Aun así, a Joan la fabricación de los tipos no le parecía complicada. Tenía habilidad natural para el tallado de la madera y aprendió en el taller de Eloi las técnicas de fundición del bronce, que precisaba mayores temperaturas que el plomo.

El tipo de moda en Italia era el de caracteres romanos redondos, al que ya se llamaba la tipografía del Renacimiento. Tenía las mayúsculas tal y como aparecían las letras esculpidas en las ruinas imperiales, la romana capital quadrata, y las minúsculas derivaban de las letras Carolinas redondeadas, las rotundas. Su lectura era mucho más fácil que los distintos estilos de gótico y los lectores de obras clásicas la preferían. Antonello disponía de tres juegos distintos de tipografías góticas, pero no de la nueva renacentista. Y Joan le propuso hacerle una. Sería la forma de pagarle en algo la inestimable ayuda que el librero le daba. Él mismo dibujó las letras y con ayuda de distintos artesanos fundió una aleación de plomo, antimonio y bismuto que derramaron sobre moldes de madera tallada.
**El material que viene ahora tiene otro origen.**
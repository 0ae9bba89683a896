/// Deterministic, model-free token estimate shared by the context manager and
/// the embedder so "chat-time" and "embed-time" token accounting never drift.
///
/// Splits on Unicode whitespace, then further splits runs of ASCII
/// punctuation off of each chunk, mirroring (loosely) how a BPE tokenizer
/// treats punctuation as its own tokens. Not meant to match any specific
/// provider's tokenizer exactly — only to be stable and monotonic.
pub fn count_tokens(text: &str) -> u32 {
    tokens(text).count() as u32
}

/// Yields the token strings themselves, for callers that tokenize once and
/// derive both a count and a feature set from the same pass (the embedder).
pub fn tokens(text: &str) -> impl Iterator<Item = &str> {
    text.split_whitespace().flat_map(split_punctuation)
}

fn split_punctuation(word: &str) -> impl Iterator<Item = &str> {
    let mut pieces = Vec::new();
    let mut start = 0;
    let bytes = word.as_bytes();
    let is_punct = |b: u8| b.is_ascii_punctuation();

    let mut idx = 0;
    let mut in_punct_run = bytes.first().map(|&b| is_punct(b)).unwrap_or(false);
    while idx < word.len() {
        let ch_len = word[idx..].chars().next().map(|c| c.len_utf8()).unwrap_or(1);
        let this_is_punct = word.as_bytes()[idx] < 128 && is_punct(word.as_bytes()[idx]);
        if this_is_punct != in_punct_run {
            if idx > start {
                pieces.push(&word[start..idx]);
            }
            start = idx;
            in_punct_run = this_is_punct;
        }
        idx += ch_len;
    }
    if start < word.len() {
        pieces.push(&word[start..]);
    }
    pieces.into_iter()
}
Aunque hechas del mismo molde, las letras de imprenta eran ligeramente distintas unas de otras a causa del limado. Joan buscaba en ellas las señas, las muecas y las expresiones ocultas que veía en las letras cuando copiaba sin saber leer. En aquel entonces las letras le hablaban con gestos. Pero ya no.
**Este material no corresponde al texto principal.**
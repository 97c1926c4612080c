//! Cost records sharing the `project_costs` table.
//!
//! The table holds a closed set of record kinds distinguished by its `type`
//! column. Rows decode into [`ProjectCost`], a tagged variant over the kinds;
//! hour-report operations only ever see the [`ProjectCost::HourReport`] arm.

use serde::{Deserialize, Serialize};

use crate::error::CoreError;
use crate::types::{Date, DbId, Timestamp};

/// State id type matching the SMALLINT `project_costs.state` column.
pub type StateId = i16;

/* --------------------------------------------------------------------------
Record kinds
-------------------------------------------------------------------------- */

/// Discriminator values stored in `project_costs.type`.
#[derive(Debug, Clone, Copy, PartialEq, Eq)]
pub enum CostKind {
    HourReport,
    Expense,
}

impl CostKind {
    pub const ALL: [CostKind; 2] = [CostKind::HourReport, CostKind::Expense];

    /// The discriminator string as stored in the database.
    pub fn as_str(self) -> &'static str {
        match self {
            CostKind::HourReport => "HourReport",
            CostKind::Expense => "Expense",
        }
    }

    pub fn parse(value: &str) -> Option<Self> {
        Self::ALL.into_iter().find(|kind| kind.as_str() == value)
    }
}

/* --------------------------------------------------------------------------
Approval state
-------------------------------------------------------------------------- */

/// Approval state of an hour report.
///
/// Discriminants match the values stored in `project_costs.state`.
#[repr(i16)]
#[derive(Debug, Clone, Copy, PartialEq, Eq, Hash, Serialize, Deserialize)]
#[serde(rename_all = "lowercase")]
pub enum ReportState {
    Pending = 1,
    Approved = 2,
    Rejected = 3,
}

impl ReportState {
    /// Return the database state ID.
    pub fn id(self) -> StateId {
        self as StateId
    }

    pub fn as_str(self) -> &'static str {
        match self {
            ReportState::Pending => "pending",
            ReportState::Approved => "approved",
            ReportState::Rejected => "rejected",
        }
    }
}

impl From<ReportState> for StateId {
    fn from(value: ReportState) -> Self {
        value as StateId
    }
}

impl TryFrom<StateId> for ReportState {
    type Error = CoreError;

    fn try_from(value: StateId) -> Result<Self, Self::Error> {
        match value {
            1 => Ok(ReportState::Pending),
            2 => Ok(ReportState::Approved),
            3 => Ok(ReportState::Rejected),
            other => Err(CoreError::Internal(format!(
                "Unknown hour report state id {other}"
            ))),
        }
    }
}

/// A write to an existing hour report and the state it leaves the report in.
///
/// Every update goes through exactly one transition. Plain edits reopen the
/// report for review regardless of its prior state.
#[derive(Debug, Clone, Copy, PartialEq, Eq)]
pub enum Transition {
    /// Edit by the owner or a manager; back to `Pending`.
    Reopen,
    Approve,
    Reject,
}

impl Transition {
    pub fn target(self) -> ReportState {
        match self {
            Transition::Reopen => ReportState::Pending,
            Transition::Approve => ReportState::Approved,
            Transition::Reject => ReportState::Rejected,
        }
    }
}

/* --------------------------------------------------------------------------
Records
-------------------------------------------------------------------------- */

/// Hours logged by a user against a task, subject to approval.
#[derive(Debug, Clone, PartialEq, Serialize)]
pub struct HourReport {
    pub id: DbId,
    pub user_id: DbId,
    pub task_id: DbId,
    pub date: Date,
    pub hours: i32,
    pub cost: f64,
    pub state: ReportState,
    pub name: Option<String>,
    pub description: Option<String>,
    pub created_at: Timestamp,
    pub updated_at: Timestamp,
}

/// A non-hour cost booked against a task. Stored alongside hour reports.
#[derive(Debug, Clone, PartialEq, Serialize)]
pub struct Expense {
    pub id: DbId,
    pub user_id: DbId,
    pub task_id: Option<DbId>,
    pub date: Option<Date>,
    pub cost: Option<f64>,
    pub name: Option<String>,
    pub description: Option<String>,
    pub created_at: Timestamp,
    pub updated_at: Timestamp,
}

/// Any row of `project_costs`, tagged by its kind.
#[derive(Debug, Clone, PartialEq)]
pub enum ProjectCost {
    HourReport(HourReport),
    Expense(Expense),
}

impl ProjectCost {
    pub fn kind(&self) -> CostKind {
        match self {
            ProjectCost::HourReport(_) => CostKind::HourReport,
            ProjectCost::Expense(_) => CostKind::Expense,
        }
    }

    pub fn id(&self) -> DbId {
        match self {
            ProjectCost::HourReport(report) => report.id,
            ProjectCost::Expense(expense) => expense.id,
        }
    }

    pub fn into_hour_report(self) -> Option<HourReport> {
        match self {
            ProjectCost::HourReport(report) => Some(report),
            ProjectCost::Expense(_) => None,
        }
    }
}

/// Monetary value of `hours` at the owner's hourly rate. No rate means no cost.
pub fn compute_cost(hours: i32, hourly_rate: Option<f64>) -> f64 {
    f64::from(hours) * hourly_rate.unwrap_or(0.0)
}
Escribió: «El tiempo o el saber me robaron la fantasía. Espero ser aún capaz de ver a los seres del cielo».

—Te has convertido en un impresor experto —le dijo Antonello, palmeándole la espalda—. Nunca vi a nadie progresar tan rápido.
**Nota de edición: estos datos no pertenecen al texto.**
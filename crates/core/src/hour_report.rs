//! Hour report input DTOs, list filters, and form payloads.

use serde::{Deserialize, Deserializer, Serialize};
use validator::Validate;

use crate::project_cost::{HourReport, ReportState};
use crate::types::{Date, DbId};

/// Lower bound on hours in a single report.
pub const MIN_HOURS_PER_REPORT: i32 = 1;

/// Upper bound on hours in a single report (one calendar day).
pub const MAX_HOURS_PER_REPORT: i32 = 24;

/// Maximum length of a report's name.
pub const MAX_NAME_LENGTH: u64 = 255;

/// Maximum length of a report's description.
pub const MAX_DESCRIPTION_LENGTH: u64 = 10_000;

/// Client-supplied attributes for a new report.
///
/// Owner and state are deliberately absent: they are always taken from the
/// acting user and the workflow, and any such keys in a request body are
/// ignored during deserialization.
#[derive(Debug, Clone, Default, Deserialize, Validate)]
pub struct CreateHourReport {
    #[validate(required(message = "can't be blank"))]
    pub task_id: Option<DbId>,
    #[validate(required(message = "can't be blank"))]
    pub date: Option<Date>,
    #[validate(
        required(message = "can't be blank"),
        range(
            min = MIN_HOURS_PER_REPORT,
            max = MAX_HOURS_PER_REPORT,
            message = "must be between 1 and 24"
        )
    )]
    pub hours: Option<i32>,
    #[validate(length(max = MAX_NAME_LENGTH, message = "is too long (maximum is 255 characters)"))]
    pub name: Option<String>,
    #[validate(length(
        max = MAX_DESCRIPTION_LENGTH,
        message = "is too long (maximum is 10000 characters)"
    ))]
    pub description: Option<String>,
}

/// Attribute changes for update, approve, and reject.
///
/// Absent keys leave the stored value alone. `name` and `description` also
/// accept an explicit `null`, which clears them.
#[derive(Debug, Clone, Default, Deserialize, Validate)]
pub struct UpdateHourReport {
    pub task_id: Option<DbId>,
    pub date: Option<Date>,
    #[validate(range(
        min = MIN_HOURS_PER_REPORT,
        max = MAX_HOURS_PER_REPORT,
        message = "must be between 1 and 24"
    ))]
    pub hours: Option<i32>,
    #[serde(default, deserialize_with = "present")]
    #[validate(length(max = MAX_NAME_LENGTH, message = "is too long (maximum is 255 characters)"))]
    pub name: Option<Option<String>>,
    #[serde(default, deserialize_with = "present")]
    #[validate(length(
        max = MAX_DESCRIPTION_LENGTH,
        message = "is too long (maximum is 10000 characters)"
    ))]
    pub description: Option<Option<String>>,
}

/// Marks a key that appeared in the body, so `null` becomes `Some(None)`.
fn present<'de, D, T>(deserializer: D) -> Result<Option<Option<T>>, D::Error>
where
    D: Deserializer<'de>,
    T: Deserialize<'de>,
{
    Option::<T>::deserialize(deserializer).map(Some)
}

/// A fully-resolved row ready for insertion.
#[derive(Debug, Clone, PartialEq)]
pub struct NewHourReport {
    pub user_id: DbId,
    pub task_id: DbId,
    pub date: Date,
    pub hours: i32,
    pub cost: f64,
    pub state: ReportState,
    pub name: Option<String>,
    pub description: Option<String>,
}

/// Changes applied to a stored report. `None` fields keep their stored value;
/// `Some(None)` clears `name` or `description`. `cost` and `state` are always
/// written.
#[derive(Debug, Clone, PartialEq)]
pub struct HourReportChanges {
    pub task_id: Option<DbId>,
    pub date: Option<Date>,
    pub hours: Option<i32>,
    pub name: Option<Option<String>>,
    pub description: Option<Option<String>>,
    pub cost: f64,
    pub state: ReportState,
}

/// Which of the actor's reports a listing returns.
#[derive(Debug, Clone, Copy, PartialEq, Eq, Default)]
pub enum ReportFilter {
    /// Reports still needing attention: pending or rejected.
    #[default]
    Open,
    Pending,
    Rejected,
    All,
}

impl ReportFilter {
    /// Resolve the listing flags. `all` wins over `pending`, which wins over
    /// `rejected`.
    pub fn from_flags(all: bool, pending: bool, rejected: bool) -> Self {
        if all {
            ReportFilter::All
        } else if pending {
            ReportFilter::Pending
        } else if rejected {
            ReportFilter::Rejected
        } else {
            ReportFilter::Open
        }
    }

    /// States a report must be in to be listed, or `None` for no constraint.
    pub fn states(self) -> Option<&'static [ReportState]> {
        match self {
            ReportFilter::Open => Some(&[ReportState::Pending, ReportState::Rejected]),
            ReportFilter::Pending => Some(&[ReportState::Pending]),
            ReportFilter::Rejected => Some(&[ReportState::Rejected]),
            ReportFilter::All => None,
        }
    }

    pub fn matches(self, state: ReportState) -> bool {
        match self.states() {
            Some(states) => states.contains(&state),
            None => true,
        }
    }
}

/// A task an actor may log hours against.
#[derive(Debug, Clone, PartialEq, Serialize)]
pub struct TaskSummary {
    pub id: DbId,
    pub project_id: DbId,
    pub name: Option<String>,
    pub project_name: String,
}

/// Default task for a new report: the first task of the actor's most
/// recently created project.
pub fn default_task(tasks: &[TaskSummary]) -> Option<&TaskSummary> {
    let last_project = tasks.iter().map(|t| t.project_id).max()?;
    tasks
        .iter()
        .filter(|t| t.project_id == last_project)
        .min_by_key(|t| t.id)
}

/// Unsaved report template handed out before creation.
#[derive(Debug, Clone, PartialEq, Serialize)]
pub struct HourReportDraft {
    pub user_id: DbId,
    pub task_id: Option<DbId>,
    pub state: ReportState,
}

/// Payload for the "new report" form.
#[derive(Debug, Clone, Serialize)]
pub struct NewReportForm {
    pub report: HourReportDraft,
    pub available_tasks: Vec<TaskSummary>,
}

/// Payload for the "edit report" form.
#[derive(Debug, Clone, Serialize)]
pub struct EditReportForm {
    pub report: HourReport,
    pub available_tasks: Vec<TaskSummary>,
}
—Sé cómo copiar libros, cómo imprimirlos y cómo encuadernarlos —repuso sonriendo feliz—. Conozco todo el proceso de fabricación. Sin embargo, lo que a mí me gusta es vuestro trabajo.

—¿Mi trabajo?

—Sí, el que vos hacéis. Tenéis imprenta y taller de encuadernación, pero del proceso de fabricar libros se encargan los operarios. Vendéis libros a las gentes que desean leerlos, ya sean libros de vuestro taller o comprados a otros libreros. Tal como hace Bartomeu en Barcelona.

—Ya entiendo —repuso Antonello—. Eres listo y viste que la impresión da mucho trabajo y poco dinero, a no ser que se impriman grandes cantidades.

—No, Antonello. Bien sabe Dios cuánto preciso del dinero. La búsqueda de mi madre y hermana requerirá mucho y también lo necesitaré para formar una familia con Anna y darle una vida digna si al final me acepta. Pero ahora no pensaba en el dinero, sino en la satisfacción de ser intermediario entre el lector y el libro. Ayudar a que la persona encuentre ese libro que le habla, y que tiene significado especial para ella, debe de ser maravilloso.

—Así que quieres hacerme la competencia.

—Sí, quiero ser librero —confirmó Joan—. Siempre he querido serlo.

Antonello le miró sonriente y afirmó con la cabeza. Hacía mucho que lo sabía.